=== Data for analysis ===

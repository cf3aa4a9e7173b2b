use leptos::prelude::*;

use super::icons::{
    ICON_BRAIN, ICON_GITHUB, ICON_LINKEDIN, ICON_MAIL, ICON_MAP_PIN, ICON_PHONE, ICON_TWITTER,
    Icon,
};
use crate::config::{BRAND, SiteConfig, TAGLINE};

/// Footer link column
struct LinkGroup {
    heading: &'static str,
    links: &'static [&'static str],
}

const LINK_GROUPS: &[LinkGroup] = &[
    LinkGroup {
        heading: "Company",
        links: &["About Us", "Careers", "Blog"],
    },
    LinkGroup {
        heading: "Services",
        links: &["Generative AI", "Data Visualization", "AI Strategy"],
    },
];

const SOCIAL: &[(&str, &[&str])] = &[
    ("Twitter", ICON_TWITTER),
    ("LinkedIn", ICON_LINKEDIN),
    ("GitHub", ICON_GITHUB),
];

const CONTACT: &[(&[&str], &str)] = &[
    (ICON_PHONE, "+1 (555) 123-4567"),
    (ICON_MAIL, "info@dash-dev.com"),
    (ICON_MAP_PIN, "123 Broadway, New York, NY 10007"),
];

#[component]
pub fn Footer() -> impl IntoView {
    let config = expect_context::<SiteConfig>();

    view! {
        <footer class="footer">
            <div class="container">
                <div class="footer-top">
                    <div class="footer-brand">
                        <div class="nav-brand">
                            <Icon paths=ICON_BRAIN class="icon-primary" />
                            <span class="footer-title">{BRAND}</span>
                        </div>
                        <p class="footer-tagline">{TAGLINE}</p>
                        <div class="footer-social">
                            {SOCIAL.iter().map(|(label, icon)| view! {
                                <a href="#" class="footer-link" aria-label={*label}>
                                    <Icon paths={*icon} stroke_width="1.5" />
                                </a>
                            }).collect::<Vec<_>>()}
                        </div>
                    </div>

                    <div class="footer-columns">
                        {LINK_GROUPS.iter().map(|group| view! {
                            <div>
                                <h3 class="footer-heading">{group.heading}</h3>
                                <ul class="footer-list">
                                    {group.links.iter().map(|link| view! {
                                        <li><a href="#" class="footer-link">{*link}</a></li>
                                    }).collect::<Vec<_>>()}
                                </ul>
                            </div>
                        }).collect::<Vec<_>>()}

                        <div>
                            <h3 class="footer-heading">"Contact"</h3>
                            <ul class="footer-list">
                                {CONTACT.iter().map(|(icon, text)| view! {
                                    <li class="footer-contact">
                                        <Icon paths={*icon} size="16" stroke_width="1.5" class="icon-muted" />
                                        <span>{*text}</span>
                                    </li>
                                }).collect::<Vec<_>>()}
                            </ul>
                        </div>
                    </div>
                </div>

                <div class="footer-bottom">
                    <p class="footer-copyright">{config.copyright()}</p>
                    <div class="footer-legal">
                        <a href="#" class="footer-link">"Privacy Policy"</a>
                        <a href="#" class="footer-link">"Terms of Service"</a>
                    </div>
                </div>
            </div>
        </footer>
    }
}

===

Exercise prompt => Each line containing the word "span" needs to be copied from the data above.

Task response =>
                            <span class="footer-title">{BRAND}</span>
                                        <span>{*text}</span>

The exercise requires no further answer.